Wednesday, March 21: the sun actually came out so I wandered around the streets of Paris and marvelled at the flower displays outside shops. It was as if every owner of every flower shop in Paris suddenly decided winter was over, enough was enough, and hauled out every single plant to put on the sidewalk. In one place I smelled the flower before actually seeing it: the scent of jasmin was so overpowering I thought I’d faint. All this gave me the feeling that spring might actually come….
But it’s all so strange – my first photo, snapped from the car on my way to my book club at the American Library in the 7th, is of the “bulbs” of the Russian Cathedral (also known as the “Holy Trinity Cathedral and The Russian Orthodox Spiritual and Cultural Center”) decorated in snow. Then only a couple of days later the snow melted, the temperatures rose slightly, and the flower vendors displayed their beautiful wares – as only the French can do with such artistry – out in the streets in front of their shops. Go figure!
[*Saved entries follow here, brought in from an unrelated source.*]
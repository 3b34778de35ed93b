//! Control-plane message types.
//!
//! Handshake and readiness updates ride the normal envelope format under a
//! reserved type prefix. The router core consumes them during delivery;
//! application listeners never see them.
//!
//! | Type | Direction | Purpose |
//! |------|-----------|---------|
//! | `router.hello` | page world -> own content script | page announces itself |
//! | `router.helloAck` | content script -> page world | link confirmed |
//! | `router.webReady` | content script -> hub | relayed page readiness |
//! | `router.readiness` | hub -> everything connected | snapshot broadcast |
//!
//! The handshake is sent exactly once, with no retry: a dropped hello is
//! unrecoverable within a page lifetime and the mitigation is a refresh.

// ============================================================================
// Imports
// ============================================================================

use serde_json::{Value, json};

use crate::protocol::ContextId;

// ============================================================================
// Message Types
// ============================================================================

/// Prefix reserved for router-internal message types.
pub const CONTROL_PREFIX: &str = "router.";

/// Page world announcing itself to its content script.
pub const HELLO: &str = "router.hello";

/// Content script confirming the page-world link.
pub const HELLO_ACK: &str = "router.helloAck";

/// Content script relaying page-world readiness to the hub.
pub const WEB_READY: &str = "router.webReady";

/// Hub broadcasting the readiness snapshot.
pub const READINESS: &str = "router.readiness";

/// Returns `true` if the message type is router-internal.
#[inline]
#[must_use]
pub fn is_control(message_type: &str) -> bool {
    message_type.starts_with(CONTROL_PREFIX)
}

// ============================================================================
// Content Helpers
// ============================================================================

/// Builds the content object carrying one context id.
#[must_use]
pub fn context_content(context_id: &ContextId) -> Value {
    json!({ "context": context_id })
}

/// Extracts the context id from a control content object.
#[must_use]
pub fn context_from(content: &Value) -> Option<ContextId> {
    content
        .get("context")
        .and_then(Value::as_str)
        .and_then(|raw| raw.parse().ok())
}

// ============================================================================
// Tests
// ============================================================================

#[cfg(test)]
mod tests {
    use super::*;

    use crate::identifiers::TabId;
    use crate::protocol::Role;

    #[test]
    fn test_is_control() {
        assert!(is_control(HELLO));
        assert!(is_control(READINESS));
        assert!(!is_control("jukebox.play"));
        assert!(!is_control("routerless"));
    }

    #[test]
    fn test_context_content_round_trip() {
        let ctx = ContextId::with_tab(Role::Web, TabId::new(5));
        let content = context_content(&ctx);
        assert_eq!(context_from(&content), Some(ctx));
    }

    #[test]
    fn test_context_from_rejects_malformed() {
        assert_eq!(context_from(&json!({})), None);
        assert_eq!(context_from(&json!({ "context": 5 })), None);
        assert_eq!(context_from(&json!({ "context": "sidebar-9" })), None);
    }
}
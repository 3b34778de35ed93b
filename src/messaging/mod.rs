//! Public messaging API.
//!
//! | Module | Description |
//! |--------|-------------|
//! | `core` | [`Messaging`] router: dispatch, replies, readiness, control |
//! | `post` | [`PostMessage`] outbound builder |
//! | `control` | Router-internal message types |

// ============================================================================
// Submodules
// ============================================================================

/// Control-plane message types.
pub(crate) mod control;

/// The per-context message router.
pub mod core;

/// Outbound message description.
pub mod post;

// ============================================================================
// Re-exports
// ============================================================================

pub use core::{DEFAULT_REPLY_TIMEOUT, MessageCallback, MessageFilter, Messaging};
pub use post::PostMessage;
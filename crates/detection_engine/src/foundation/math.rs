//! Math utilities and types
//!
//! Provides the fundamental math types for sensor geometry. The coordinate
//! frame is right-handed with `+X` right, `+Y` up, and `+Z` forward; a
//! sensor with an identity pose probes along `+Z`.

pub use nalgebra::{Quaternion, Unit, UnitQuaternion, Vector3};

/// 3D vector type
pub type Vec3 = Vector3<f32>;

/// Quaternion type for rotations
pub type Quat = Unit<Quaternion<f32>>;

/// World position and orientation of a sensor's anchor
#[derive(Debug, Clone, Copy, PartialEq)]
pub struct Pose {
    /// Position in 3D space
    pub position: Vec3,

    /// Rotation quaternion
    pub rotation: Quat,
}

impl Default for Pose {
    fn default() -> Self {
        Self {
            position: Vec3::zeros(),
            rotation: Quat::identity(),
        }
    }
}

impl Pose {
    /// Create a new identity pose at the world origin
    pub fn identity() -> Self {
        Self::default()
    }

    /// Create a pose with only position
    pub fn from_position(position: Vec3) -> Self {
        Self {
            position,
            ..Default::default()
        }
    }

    /// Create a pose with position and rotation
    pub fn from_position_rotation(position: Vec3, rotation: Quat) -> Self {
        Self { position, rotation }
    }

    /// The pose's forward direction (`+Z` rotated into world space)
    pub fn forward(&self) -> Vec3 {
        self.rotation * Vec3::z()
    }
}

/// Math constants
pub mod constants {
    /// Pi constant
    pub const PI: f32 = std::f32::consts::PI;

    /// Degrees to radians conversion factor
    pub const DEG_TO_RAD: f32 = PI / 180.0;

    /// Radians to degrees conversion factor
    pub const RAD_TO_DEG: f32 = 180.0 / PI;
}

/// Math utility functions
pub mod utils {
    use super::constants;

    /// Convert degrees to radians
    pub fn deg_to_rad(degrees: f32) -> f32 {
        degrees * constants::DEG_TO_RAD
    }

    /// Convert radians to degrees
    pub fn rad_to_deg(radians: f32) -> f32 {
        radians * constants::RAD_TO_DEG
    }

    /// Linear interpolation
    pub fn lerp(a: f32, b: f32, t: f32) -> f32 {
        a + (b - a) * t
    }
}
//! Probe ray grid generation
//!
//! Builds the ordered fan of detection rays from a sensor configuration, a
//! capsule body, and a world pose. Generation is a pure function of its
//! inputs: identical inputs produce bit-identical fans, and there is no
//! incremental update path; the owning simulation regenerates the whole fan
//! whenever configuration or pose changes.

use log::{debug, warn};

use crate::foundation::math::{utils, Pose, Quat, Vec3};
use crate::geometry::CapsuleShape;
use crate::sensor::config::{SensorConfig, MAX_ANGLE_LON};

/// Distance of the virtual far point used to anchor each ray on the body
///
/// The ray origin is found by projecting a point this far along the ray
/// direction back onto the capsule surface with a closest-point query, as a
/// stand-in for a true ray/surface intersection. The approximation is only
/// accurate when the far point dwarfs both the capsule extent and the probe
/// length, which this constant guarantees for the supported configuration
/// ranges.
pub const FAR_POINT_DISTANCE: f32 = 99_999.0;

/// A single directional probe anchored on the sensor body's surface
#[derive(Debug, Clone, Copy, PartialEq)]
pub struct DetectionRay {
    /// Unit direction of the probe in world space
    pub direction: Vec3,
    /// Probe origin, on the capsule body's surface
    pub start_point: Vec3,
    /// `start_point + direction * ray_distance`
    pub end_point: Vec3,
}

impl DetectionRay {
    /// Get a point along the ray at distance `t` from its start
    pub fn point_at(&self, t: f32) -> Vec3 {
        self.start_point + self.direction * t
    }
}

/// The full ordered grid of probe rays generated from a sensor configuration
///
/// Rays are stored column-major: grid coordinate `(x, y)` lives at index
/// `resolution_y * x + y`. A fan is read-only once produced; it is replaced
/// wholesale by the next regeneration.
#[derive(Debug, Clone, PartialEq)]
pub struct RayFan {
    rays: Vec<DetectionRay>,
    resolution_x: u32,
    resolution_y: u32,
    ray_distance: f32,
}

impl RayFan {
    /// A fan with no rays
    pub fn empty() -> Self {
        Self {
            rays: Vec::new(),
            resolution_x: 0,
            resolution_y: 0,
            ray_distance: 0.0,
        }
    }

    /// All rays in index order
    pub fn rays(&self) -> &[DetectionRay] {
        &self.rays
    }

    /// Iterate over rays in index order
    pub fn iter(&self) -> std::slice::Iter<'_, DetectionRay> {
        self.rays.iter()
    }

    /// Number of rays (`resolution_x * resolution_y`)
    pub fn len(&self) -> usize {
        self.rays.len()
    }

    /// Whether the fan holds no rays
    pub fn is_empty(&self) -> bool {
        self.rays.is_empty()
    }

    /// Grid columns
    pub fn resolution_x(&self) -> u32 {
        self.resolution_x
    }

    /// Grid rows
    pub fn resolution_y(&self) -> u32 {
        self.resolution_y
    }

    /// Probe length the fan was generated with
    pub fn ray_distance(&self) -> f32 {
        self.ray_distance
    }

    /// Flat index of grid coordinate `(x, y)`
    pub fn index_of(&self, x: u32, y: u32) -> usize {
        (self.resolution_y * x + y) as usize
    }

    /// Ray at grid coordinate `(x, y)`, if inside the grid
    pub fn get(&self, x: u32, y: u32) -> Option<&DetectionRay> {
        if x < self.resolution_x && y < self.resolution_y {
            self.rays.get(self.index_of(x, y))
        } else {
            None
        }
    }
}

impl<'a> IntoIterator for &'a RayFan {
    type Item = &'a DetectionRay;
    type IntoIter = std::slice::Iter<'a, DetectionRay>;

    fn into_iter(self) -> Self::IntoIter {
        self.rays.iter()
    }
}

/// World-space probe direction for one grid sample
///
/// Composition order is fixed as
/// `pose.rotation * yaw * pitch * FORWARD` with `FORWARD = +Z`, yaw about
/// the local up axis `+Y` and pitch about the local right axis `+X` (roll
/// stays 0). At `(pitch, yaw) = (0, 0)` this reproduces exactly
/// `pose.rotation * FORWARD`. Positive yaw swings toward local `+X`;
/// positive pitch tilts toward local `-Y`.
fn sample_direction(pose: &Pose, pitch_deg: f32, yaw_deg: f32) -> Vec3 {
    let pitch = Quat::from_axis_angle(&Vec3::x_axis(), utils::deg_to_rad(pitch_deg));
    let yaw = Quat::from_axis_angle(&Vec3::y_axis(), utils::deg_to_rad(yaw_deg));
    pose.rotation * (yaw * pitch * Vec3::z())
}

/// Generates the ordered probe-ray grid for one sensor state
///
/// For grid coordinate `(x, y)`, latitude interpolates
/// `angle_south -> angle_north` over the rows and longitude interpolates
/// `-angle_lon -> +angle_lon` over the columns; a resolution of 1 on either
/// axis pins that angle to 0 (explicit branch, no division by zero). Each
/// ray starts on the capsule surface (closest-point projection of a distant
/// point along its direction) and ends `ray_distance` further out.
///
/// A resolution of 0 on either axis yields an empty fan; no configuration
/// within the documented ranges fails.
pub fn generate(config: &SensorConfig, shape: &CapsuleShape, pose: &Pose) -> RayFan {
    if config.angle_lon < 0.0 || config.angle_lon > MAX_ANGLE_LON {
        warn!(
            "longitude half-span {} outside authoring range 0..=120; generating anyway",
            config.angle_lon
        );
    }

    let mut rays = Vec::with_capacity(config.ray_count());
    for x in 0..config.resolution_x {
        // resolution 1 pins the angle instead of dividing by zero
        let yaw = if config.resolution_x > 1 {
            let t = x as f32 / (config.resolution_x - 1) as f32;
            utils::lerp(-config.angle_lon, config.angle_lon, t)
        } else {
            0.0
        };

        for y in 0..config.resolution_y {
            let pitch = if config.resolution_y > 1 {
                let t = y as f32 / (config.resolution_y - 1) as f32;
                utils::lerp(config.angle_south, config.angle_north, t)
            } else {
                0.0
            };

            let direction = sample_direction(pose, pitch, yaw);
            let far_point = pose.position + direction * FAR_POINT_DISTANCE;
            let start_point = shape.closest_point_on_surface(far_point);
            let end_point = start_point + direction * config.ray_distance;
            rays.push(DetectionRay {
                direction,
                start_point,
                end_point,
            });
        }
    }

    debug!(
        "generated {} detection rays ({}x{} grid)",
        rays.len(),
        config.resolution_x,
        config.resolution_y
    );

    RayFan {
        rays,
        resolution_x: config.resolution_x,
        resolution_y: config.resolution_y,
        ray_distance: config.ray_distance,
    }
}

#[cfg(test)]
mod tests {
    use super::*;
    use crate::foundation::math::constants::PI;
    use crate::geometry::CapsuleAxis;
    use approx::assert_relative_eq;

    const EPSILON: f32 = 1e-4;

    fn unit_sphere_body() -> CapsuleShape {
        // height <= 2 * radius: degenerates to a unit sphere at the origin
        CapsuleShape::new(Vec3::zeros(), 2.0, 1.0, CapsuleAxis::Z)
    }

    fn config(resolution_x: u32, resolution_y: u32) -> SensorConfig {
        SensorConfig {
            resolution_x,
            resolution_y,
            ..SensorConfig::default()
        }
    }

    /// Latitude angle of a direction, degrees, positive toward -Y
    fn pitch_of(direction: Vec3) -> f32 {
        utils::rad_to_deg((-direction.y).asin())
    }

    /// Longitude angle of a direction, degrees, positive toward +X
    fn yaw_of(direction: Vec3) -> f32 {
        utils::rad_to_deg(direction.x.atan2(direction.z))
    }

    #[test]
    fn test_fan_length_matches_grid() {
        let shape = unit_sphere_body();
        let pose = Pose::identity();
        for (x, y) in [(0, 0), (0, 5), (5, 0), (1, 1), (7, 5), (50, 50)] {
            let fan = generate(&config(x, y), &shape, &pose);
            assert_eq!(fan.len(), (x * y) as usize);
            assert_eq!(fan.is_empty(), x == 0 || y == 0);
        }
    }

    #[test]
    fn test_single_ray_is_pure_forward() {
        let fan = generate(&config(1, 1), &unit_sphere_body(), &Pose::identity());
        assert_eq!(fan.len(), 1);

        let ray = &fan.rays()[0];
        assert_eq!(ray.direction, Vec3::z());
        assert_relative_eq!(ray.start_point, Vec3::z(), epsilon = EPSILON);
        assert_relative_eq!(ray.end_point, Vec3::z() * 6.0, epsilon = EPSILON);
    }

    #[test]
    fn test_single_ray_follows_pose_rotation() {
        // 90 degrees of pose yaw turns the whole fan toward +X
        let rotation = Quat::from_axis_angle(&Vec3::y_axis(), PI / 2.0);
        let pose = Pose::from_position_rotation(Vec3::zeros(), rotation);
        let fan = generate(&config(1, 1), &unit_sphere_body(), &pose);

        let ray = &fan.rays()[0];
        assert_eq!(ray.direction, pose.forward());
        assert_relative_eq!(ray.direction, Vec3::x(), epsilon = EPSILON);
    }

    #[test]
    fn test_pitch_spans_south_to_north() {
        let config = SensorConfig {
            resolution_x: 1,
            resolution_y: 5,
            angle_north: 25.0,
            angle_south: -40.0,
            ..SensorConfig::default()
        };
        let fan = generate(&config, &unit_sphere_body(), &Pose::identity());

        let bottom = fan.get(0, 0).unwrap();
        let top = fan.get(0, 4).unwrap();
        assert_relative_eq!(pitch_of(bottom.direction), -40.0, epsilon = EPSILON);
        assert_relative_eq!(pitch_of(top.direction), 25.0, epsilon = EPSILON);

        // Monotonic in y between the bounds
        for y in 1..5 {
            let previous = pitch_of(fan.get(0, y - 1).unwrap().direction);
            let current = pitch_of(fan.get(0, y).unwrap().direction);
            assert!(current > previous);
        }
    }

    #[test]
    fn test_yaw_spans_symmetric_longitude() {
        let config = SensorConfig {
            resolution_x: 5,
            resolution_y: 1,
            angle_lon: 45.0,
            ..SensorConfig::default()
        };
        let fan = generate(&config, &unit_sphere_body(), &Pose::identity());

        assert_relative_eq!(yaw_of(fan.get(0, 0).unwrap().direction), -45.0, epsilon = EPSILON);
        assert_relative_eq!(yaw_of(fan.get(4, 0).unwrap().direction), 45.0, epsilon = EPSILON);

        // Odd column count: symmetric about the straight-ahead center column
        assert_relative_eq!(yaw_of(fan.get(2, 0).unwrap().direction), 0.0, epsilon = EPSILON);
        for x in 0..=1 {
            let left = yaw_of(fan.get(x, 0).unwrap().direction);
            let right = yaw_of(fan.get(4 - x, 0).unwrap().direction);
            assert_relative_eq!(left, -right, epsilon = EPSILON);
        }
    }

    #[test]
    fn test_column_major_indexing() {
        let config = SensorConfig {
            resolution_x: 3,
            resolution_y: 4,
            ..SensorConfig::default()
        };
        let fan = generate(&config, &unit_sphere_body(), &Pose::identity());

        assert_eq!(fan.index_of(2, 3), 11);
        for x in 0..3 {
            for y in 0..4 {
                let by_grid = fan.get(x, y).unwrap();
                let by_index = &fan.rays()[(4 * x + y) as usize];
                assert_eq!(by_grid, by_index);
            }
        }
        assert!(fan.get(3, 0).is_none());
        assert!(fan.get(0, 4).is_none());
    }

    #[test]
    fn test_sphere_body_three_ray_sweep() {
        // 3x1 fan, 60 degree half-span, degenerate sphere body of radius 1:
        // rays at -60/0/+60 degrees of yaw, zero pitch, starting one radius
        // from the origin and ending six units out
        let config = SensorConfig {
            resolution_x: 3,
            resolution_y: 1,
            angle_lon: 60.0,
            angle_north: 0.0,
            angle_south: 0.0,
            ray_distance: 5.0,
            capsule_height: 2.0,
            capsule_radius: 1.0,
            ..SensorConfig::default()
        };
        let shape = CapsuleShape::new(Vec3::zeros(), 2.0, 1.0, CapsuleAxis::Z);
        let fan = generate(&config, &shape, &Pose::identity());

        assert_eq!(fan.len(), 3);
        for (index, expected_yaw) in [(0, -60.0), (1, 0.0), (2, 60.0)] {
            let ray = &fan.rays()[index];
            assert_relative_eq!(yaw_of(ray.direction), expected_yaw, epsilon = EPSILON);
            assert_relative_eq!(pitch_of(ray.direction), 0.0, epsilon = EPSILON);

            assert_relative_eq!(ray.start_point.magnitude(), 1.0, epsilon = EPSILON);
            assert_relative_eq!(ray.start_point, ray.direction, epsilon = EPSILON);
            assert_relative_eq!(ray.end_point.magnitude(), 6.0, epsilon = EPSILON);
            assert_relative_eq!(ray.end_point, ray.direction * 6.0, epsilon = EPSILON);
        }
    }

    #[test]
    fn test_start_points_sit_on_capsule_surface() {
        let config = SensorConfig::default();
        let shape = CapsuleShape::new(
            Vec3::zeros(),
            config.capsule_height,
            config.capsule_radius,
            CapsuleAxis::Z,
        );
        let fan = generate(&config, &shape, &Pose::identity());

        for ray in &fan {
            // Surface distance from the medial segment equals the radius
            let axis_point = shape.closest_point_on_axis(ray.start_point);
            assert_relative_eq!(
                (ray.start_point - axis_point).magnitude(),
                shape.radius,
                epsilon = EPSILON
            );
            assert_relative_eq!(ray.direction.magnitude(), 1.0, epsilon = EPSILON);
            assert_relative_eq!(
                ray.end_point,
                ray.point_at(config.ray_distance),
                epsilon = EPSILON
            );
        }
    }

    #[test]
    fn test_generation_is_bit_reproducible() {
        let config = SensorConfig::default();
        let shape = CapsuleShape::new(Vec3::new(1.0, 2.0, 3.0), 7.0, 3.0, CapsuleAxis::Z);
        let rotation = Quat::from_axis_angle(&Vec3::y_axis(), 0.37);
        let pose = Pose::from_position_rotation(Vec3::new(1.0, 2.0, 3.0), rotation);

        let first = generate(&config, &shape, &pose);
        let second = generate(&config, &shape, &pose);
        assert_eq!(first, second);
    }

    #[test]
    fn test_zero_ray_distance_collapses_end_points() {
        let config = SensorConfig {
            ray_distance: 0.0,
            ..SensorConfig::default()
        };
        let fan = generate(&config, &unit_sphere_body(), &Pose::identity());
        for ray in &fan {
            assert_eq!(ray.end_point, ray.start_point);
        }
    }
}
//! # Detection Engine
//!
//! Capsule-anchored detection ray fans for simulated agents.
//!
//! ## Features
//!
//! - **Ray Fan Generation**: Deterministic 2D grids of probe rays bounded
//!   by independent latitude angles and a symmetric longitude half-span
//! - **Capsule Geometry**: Pure nearest-surface-point queries used to
//!   anchor each probe on the agent's body
//! - **Query Evaluation**: Batch hit evaluation against a pluggable
//!   raycast oracle, order-preserving and never fatal
//!
//! ## Quick Start
//!
//! ```rust,no_run
//! use detection_engine::prelude::*;
//!
//! fn main() {
//!     let config = SensorConfig::default();
//!     let mut sensor = DetectionSensor::new(config);
//!
//!     // Regenerate whenever the configuration or pose changes
//!     sensor.regenerate(&Pose::identity());
//!
//!     for ray in sensor.rays() {
//!         println!("probe from {:?} toward {:?}", ray.start_point, ray.direction);
//!     }
//! }
//! ```

#![warn(missing_docs)]
#![warn(clippy::all, clippy::pedantic, clippy::nursery)]
#![allow(clippy::module_name_repetitions, clippy::similar_names, clippy::too_many_arguments)]

pub mod foundation;
pub mod geometry;
pub mod sensor;

pub use geometry::{CapsuleAxis, CapsuleShape};
pub use sensor::{DetectionSensor, RayFan, RayHit, RaycastOracle, SensorConfig};

/// Common imports for engine users
pub mod prelude {
    pub use crate::{
        foundation::math::{Pose, Quat, Vec3},
        geometry::{CapsuleAxis, CapsuleShape},
        sensor::{
            evaluate, generate, ConfigError, DetectionRay, DetectionSensor, RayFan, RayHit,
            RaycastOracle, SensorConfig,
        },
    };
}
//! Sensor configuration value type
//!
//! `SensorConfig` is an immutable value owned by whatever configuration
//! authority edits the sensor (an editor or tuning system outside this
//! crate). The authority is responsible for keeping the fields inside their
//! authoring ranges; [`SensorConfig::sanitized`] applies exactly those
//! clamps, and [`SensorConfig::validate`] rejects instead of clamping for
//! callers that prefer errors.

use serde::{Deserialize, Serialize};

/// Maximum grid resolution per axis the authoring tool allows
pub const MAX_RESOLUTION: u32 = 50;

/// Maximum longitude half-span in degrees the authoring tool allows
///
/// Not enforced at generation time; see [`SensorConfig::angle_lon`].
pub const MAX_ANGLE_LON: f32 = 120.0;

/// Physical configuration of a detection sensor
///
/// The default is a 7x5 fan spanning 10 degrees of latitude either side of
/// the horizon and 60 degrees of longitude either side of forward, probing
/// 5 units out from a 7x3 capsule body.
#[derive(Debug, Clone, Copy, PartialEq, Serialize, Deserialize)]
pub struct SensorConfig {
    /// Grid columns (longitude samples), authoring range `[0, 50]`
    pub resolution_x: u32,
    /// Grid rows (latitude samples), authoring range `[0, 50]`
    pub resolution_y: u32,
    /// Latitude bound in degrees reached by the top row (`y = resolution_y - 1`)
    pub angle_north: f32,
    /// Latitude bound in degrees at the bottom row (`y = 0`); signed and
    /// independent of `angle_north`, not required to be symmetric
    pub angle_south: f32,
    /// Longitude half-span in degrees; the fan sweeps `-angle_lon` to
    /// `+angle_lon`. The authoring tool keeps this in `[0, 120]` but the
    /// core does not enforce it at evaluation time
    pub angle_lon: f32,
    /// Probe length from the body surface, non-negative
    pub ray_distance: f32,
    /// Total height of the capsule body, caps included
    pub capsule_height: f32,
    /// Radius of the capsule body
    pub capsule_radius: f32,
}

impl Default for SensorConfig {
    fn default() -> Self {
        Self {
            resolution_x: 7,
            resolution_y: 5,
            angle_north: 10.0,
            angle_south: -10.0,
            angle_lon: 60.0,
            ray_distance: 5.0,
            capsule_height: 7.0,
            capsule_radius: 3.0,
        }
    }
}

impl SensorConfig {
    /// Number of rays a fan generated from this configuration will hold
    pub fn ray_count(&self) -> usize {
        (self.resolution_x * self.resolution_y) as usize
    }

    /// Returns a copy with the authoring-tool clamps applied
    ///
    /// Resolutions are clamped into `[0, 50]`, `angle_lon` into `[0, 120]`,
    /// and `ray_distance`/`capsule_height`/`capsule_radius` to `>= 0`. The
    /// latitude bounds pass through unclamped.
    pub fn sanitized(self) -> Self {
        Self {
            resolution_x: self.resolution_x.min(MAX_RESOLUTION),
            resolution_y: self.resolution_y.min(MAX_RESOLUTION),
            angle_lon: self.angle_lon.clamp(0.0, MAX_ANGLE_LON),
            ray_distance: self.ray_distance.max(0.0),
            capsule_height: self.capsule_height.max(0.0),
            capsule_radius: self.capsule_radius.max(0.0),
            ..self
        }
    }

    /// Strict check of the same ranges [`sanitized`](Self::sanitized) clamps
    ///
    /// The geometry engine never calls this itself; generation accepts any
    /// configuration and degrades gracefully. It exists for configuration
    /// authorities that want rejection rather than silent clamping.
    pub fn validate(&self) -> Result<(), ConfigError> {
        if self.resolution_x > MAX_RESOLUTION {
            return Err(ConfigError::ResolutionOutOfRange(self.resolution_x));
        }
        if self.resolution_y > MAX_RESOLUTION {
            return Err(ConfigError::ResolutionOutOfRange(self.resolution_y));
        }
        if !(0.0..=MAX_ANGLE_LON).contains(&self.angle_lon) {
            return Err(ConfigError::LongitudeOutOfRange(self.angle_lon));
        }
        if self.ray_distance < 0.0 {
            return Err(ConfigError::NegativeRayDistance(self.ray_distance));
        }
        if self.capsule_height < 0.0 || self.capsule_radius < 0.0 {
            return Err(ConfigError::NegativeCapsuleDimension {
                height: self.capsule_height,
                radius: self.capsule_radius,
            });
        }
        Ok(())
    }
}

/// Configuration errors
#[derive(thiserror::Error, Debug)]
pub enum ConfigError {
    /// Grid resolution above the authoring maximum
    #[error("grid resolution out of range: {0} (maximum 50)")]
    ResolutionOutOfRange(u32),

    /// Longitude half-span outside the authoring range
    #[error("longitude half-span out of range: {0} (authoring range 0 to 120 degrees)")]
    LongitudeOutOfRange(f32),

    /// Negative probe length
    #[error("ray distance must be non-negative, got {0}")]
    NegativeRayDistance(f32),

    /// Negative capsule dimension
    #[error("capsule dimensions must be non-negative, got height {height} and radius {radius}")]
    NegativeCapsuleDimension {
        /// Configured capsule height
        height: f32,
        /// Configured capsule radius
        radius: f32,
    },
}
By the way, the book we discussed at the American Library was “The Age of Innocence” by Edith Wharton. If you want to learn about social strictures and the way it was in New York “society” pre World War I, this is an excellent start. When Wharton lived in Paris, it was in the oh so respectable 7th arrondissement. One can hardly imagine her anywhere else.
As for me, I’m all over Paris. My joy is constant discovery – and I’m happy to invite you, dear reader, to come along with me. A bientôt!